I wasn't arguing that BMA is a bad idea, in fact I pioneered this into UK goverment back in the day when I probly shouldn't have but I have always been an advocate ....... that said........ there is a time and a place for it, and I don't believe cars are it as a sole protection method.

I agree and disagree in short!


----------



## spiceykam (Jul 6, 2012)

Yes not as a single control, it would ideally benefit by others such as: Tracker and Immobiliser, you and I would term that as defence in depth


----------



## Vernonjones (Oct 23, 2012)

spiceykam said:


> Yes not as a single control, it would ideally benefit by others such as: Tracker and Immobiliser, you and I would term that as defence in depth


Indeed. My other favourite is 'security through obscurity'. Not favoured by a lot of people but when used as a bait and switch very effective if playing for time.


----------



## Joust (Oct 28, 2012)

spiceykam said:


> Yawn Yawn Yawn, funny how you've piped up after thinking what to write. Not to fall into the same level, and start preaching standards. I have already laid the challenge down, so to save you any further embarassment, blabbing on about blank keys and forgotten PINS, there are various variations and solutions out there, have an open mind NOT an ignorant one, lets see how you can really circumvent the biometric system on my car. Less talk, saves all the inappropriate postings, and I'm a happy owner of vehicles that have had such a device, and remember the term "deterrent".


No, I just have a real life that means I don't spend my entire time checking the forums.

And you've changed your tune. I can easily circumvent your solution by picking up the car, taking it away, and then finding what you've added at my leisure, taking the car totally apart if necessary. Exactly how do you stop that?

How does biometrics stop your car being lifted?
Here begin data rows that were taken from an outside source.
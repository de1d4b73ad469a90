use std::sync::atomic::{AtomicU64, Ordering};
use std::sync::Arc;

use crate::cities::city::{City, NewCity};
use crate::cities::gateway::{CityGateway, GatewayError};
use crate::runtime::{use_context, ContextMisuseError};
use crate::store::{Reducer, Store, SubscriptionGuard};

/// Snapshot of the cities collection and its request state.
///
/// `is_loading` is true only while a command is in flight; `error` holds the
/// message of the most recent failed command and is cleared when the next
/// command starts.
#[derive(Debug, Clone, PartialEq, Default)]
pub struct CitiesState {
    pub cities: Vec<City>,
    pub is_loading: bool,
    pub current_city: Option<City>,
    pub error: Option<String>,
}

enum CitiesAction {
    Loading,
    CitiesLoaded(Vec<City>),
    CityLoaded(City),
    CityCreated(City),
    CityDeleted(u64),
    Rejected(String),
}

struct CitiesReducer;

impl Reducer for CitiesReducer {
    type State = CitiesState;
    type Action = CitiesAction;

    fn reduce(state: CitiesState, action: CitiesAction) -> CitiesState {
        match action {
            CitiesAction::Loading => CitiesState {
                is_loading: true,
                error: None,
                ..state
            },
            CitiesAction::CitiesLoaded(cities) => CitiesState {
                cities,
                is_loading: false,
                error: None,
                ..state
            },
            CitiesAction::CityLoaded(city) => CitiesState {
                current_city: Some(city),
                is_loading: false,
                error: None,
                ..state
            },
            CitiesAction::CityCreated(city) => {
                let mut cities = state.cities;
                cities.push(city.clone());
                CitiesState {
                    cities,
                    is_loading: false,
                    current_city: Some(city),
                    error: None,
                }
            }
            CitiesAction::CityDeleted(id) => {
                let mut cities = state.cities;
                cities.retain(|city| city.id != id);
                CitiesState {
                    cities,
                    is_loading: false,
                    current_city: None,
                    error: None,
                }
            }
            CitiesAction::Rejected(message) => CitiesState {
                is_loading: false,
                error: Some(message),
                ..state
            },
        }
    }
}

/// Store synchronizing the cities collection with a remote data source.
///
/// Every command asserts the loading flag, awaits the gateway once, and
/// settles with exactly one terminal transition. Gateway failures never
/// escape a command: they are logged and recorded in the snapshot's `error`
/// slot. Each command draws a generation id; when a newer command starts
/// before an older one settles, the older settlement is discarded instead of
/// overwriting newer state.
///
/// # Examples
///
/// ```no_run
/// use std::sync::Arc;
/// use valise::cities::{CitiesStore, HttpCityGateway};
///
/// # #[tokio::main(flavor = "current_thread")]
/// # async fn main() {
/// let gateway = Arc::new(HttpCityGateway::new("http://localhost:8000"));
/// let cities = CitiesStore::init(gateway).await;
/// println!("{} cities synced", cities.state().cities.len());
/// # }
/// ```
#[derive(Clone)]
pub struct CitiesStore {
    store: Store<CitiesReducer>,
    gateway: Arc<dyn CityGateway>,
    generation: Arc<AtomicU64>,
}

impl std::fmt::Debug for CitiesStore {
    fn fmt(&self, f: &mut std::fmt::Formatter<'_>) -> std::fmt::Result {
        f.debug_struct("CitiesStore").finish_non_exhaustive()
    }
}

impl CitiesStore {
    /// Create the store and perform the one-time initial load of the full
    /// collection.
    ///
    /// A failed initial load leaves the collection empty and records the
    /// failure in the `error` slot, like any other command.
    pub async fn init(gateway: Arc<dyn CityGateway>) -> Self {
        let store = Self {
            store: Store::new(CitiesState::default()),
            gateway,
            generation: Arc::new(AtomicU64::new(0)),
        };
        store.list_all().await;
        store
    }

    async fn list_all(&self) {
        let generation = self.begin();
        match self.gateway.fetch_all().await {
            Ok(cities) => self.settle(generation, CitiesAction::CitiesLoaded(cities)),
            Err(err) => self.reject(generation, "loading cities", err),
        }
    }

    /// Fetch one city and select it as the current city.
    pub async fn get_city(&self, id: u64) {
        let generation = self.begin();
        match self.gateway.fetch_one(id).await {
            Ok(city) => self.settle(generation, CitiesAction::CityLoaded(city)),
            Err(err) => self.reject(generation, "loading city", err),
        }
    }

    /// Create a city on the backend, append the echoed record to the
    /// collection, and select it as the current city.
    pub async fn create(&self, city: NewCity) {
        let generation = self.begin();
        match self.gateway.create(&city).await {
            Ok(created) => self.settle(generation, CitiesAction::CityCreated(created)),
            Err(err) => self.reject(generation, "creating city", err),
        }
    }

    /// Delete a city on the backend, remove it from the collection, and
    /// clear the current selection.
    pub async fn delete(&self, id: u64) {
        let generation = self.begin();
        match self.gateway.delete(id).await {
            Ok(()) => self.settle(generation, CitiesAction::CityDeleted(id)),
            Err(err) => self.reject(generation, "deleting city", err),
        }
    }

    /// Get the current snapshot.
    pub fn state(&self) -> CitiesState {
        self.store.get()
    }

    /// Subscribe to snapshot changes.
    pub fn subscribe<F>(&self, callback: F) -> SubscriptionGuard<CitiesState>
    where
        F: Fn(&CitiesState) + Send + Sync + 'static,
    {
        self.store.subscribe(callback)
    }

    /// Start a command: take the next generation and assert the loading
    /// flag before the network call is issued.
    fn begin(&self) -> u64 {
        let generation = self.generation.fetch_add(1, Ordering::SeqCst) + 1;
        self.store.dispatch(CitiesAction::Loading);
        generation
    }

    /// Apply a terminal transition unless a newer command superseded this
    /// invocation while it was in flight.
    fn settle(&self, generation: u64, action: CitiesAction) {
        if self.generation.load(Ordering::SeqCst) != generation {
            tracing::debug!(generation, "discarding stale settlement");
            return;
        }
        self.store.dispatch(action);
    }

    fn reject(&self, generation: u64, op: &'static str, err: GatewayError) {
        tracing::error!(error = %err, "{} failed", op);
        self.settle(generation, CitiesAction::Rejected(err.to_string()));
    }
}

/// Resolve the [`CitiesStore`] provided by the nearest enclosing scope.
pub fn use_cities() -> Result<CitiesStore, ContextMisuseError> {
    use_context::<CitiesStore>()
}
use std::collections::HashMap;

use super::{AccountId, Cents, Transaction};

/// Recompute the balance of a single account by replaying the transaction
/// log. Balance = sum of deposits - sum of withdrawals, starting from zero.
pub fn replay_balance(account_id: AccountId, transactions: &[Transaction]) -> Cents {
    transactions
        .iter()
        .filter(|t| t.account_id == account_id)
        .map(Transaction::signed_amount)
        .sum()
}

/// Recompute balances for every account that appears in the log.
pub fn replay_all_balances(transactions: &[Transaction]) -> HashMap<AccountId, Cents> {
    let mut balances: HashMap<AccountId, Cents> = HashMap::new();

    for transaction in transactions {
        *balances.entry(transaction.account_id).or_insert(0) += transaction.signed_amount();
    }

    balances
}

/// One account whose stored balance disagrees with the replayed log.
#[derive(Debug, Clone, PartialEq, Eq)]
pub struct BalanceMismatch {
    pub account_id: AccountId,
    pub stored_cents: Cents,
    pub replayed_cents: Cents,
}

/// Outcome of auditing the ledger: every stored balance checked against a
/// replay of the append-only log.
#[derive(Debug, Clone, Default)]
pub struct AuditReport {
    pub account_count: usize,
    pub transaction_count: usize,
    pub mismatches: Vec<BalanceMismatch>,
}

impl AuditReport {
    pub fn is_clean(&self) -> bool {
        self.mismatches.is_empty()
    }
}

/// Audit stored balances against the transaction log.
pub fn audit_balances(stored: &[(AccountId, Cents)], transactions: &[Transaction]) -> AuditReport {
    let replayed = replay_all_balances(transactions);

    let mismatches = stored
        .iter()
        .filter_map(|&(account_id, stored_cents)| {
            let replayed_cents = replayed.get(&account_id).copied().unwrap_or(0);
            if stored_cents != replayed_cents {
                Some(BalanceMismatch {
                    account_id,
                    stored_cents,
                    replayed_cents,
                })
            } else {
                None
            }
        })
        .collect();

    AuditReport {
        account_count: stored.len(),
        transaction_count: transactions.len(),
        mismatches,
    }
}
Park it in Westminster on a double yellow and then let's see how "effective" your amazing solution is at stopping the car being put in a car pound. Given lifting a car is now the third most common way of it being stolen in London (it takes 10 seconds) I have a feeling the thieves won't give a dam about what you have in it.

Perhaps if you spent more time actually thinking about what you are trying to stop happening (which is the stealing of your car) you'd see that biometrics only stop someone smashing a window and driving off. But then so does a tracker tag so what exactly have you gained, apart from a bit of James Bondesq show.

Would you also like to tell us what the discount rating is from the actuarial tables for having your system added so we can gauge what the real risk assessors think of it?

So, yes, I will happily take up the challenge of getting around your system if "getting around it" means I deprive you of ownership (which I remind you is what this thread is about)

J


----------



## andrew186 (May 3, 2010)

spiceykam said:


> Deterrent Precisely, Ford cars were known to be easy to steal hence the numbers. In regards to Biometrics, I would love to see how you can crack the biometrics I had installed on my previous cars, I lay the challenge to you on the GTR when I get it done. Like a label on a window Thatcham or Tracker fitted, a thief would think twice. Not the platform to start squabbling of installs and 27001 and PCI DSS compliance, sorry but this area has moved on, various door entry systems in Central government have adopted, BAA (Airports Secure Rooms), as 27001 Lead Auditor and CESG CLAS Consultant, the GCHQ has approved various Biometric solutions out there from fingerprint to facial. Anyway, as I stated earlier, please accept the challenge and we'll see how easy you believe it is to crack and we'll post your findings, it you're not too embarrassed, ok lets move on


2 armed men, one with a gun to your wife/son/daughter/mothers head.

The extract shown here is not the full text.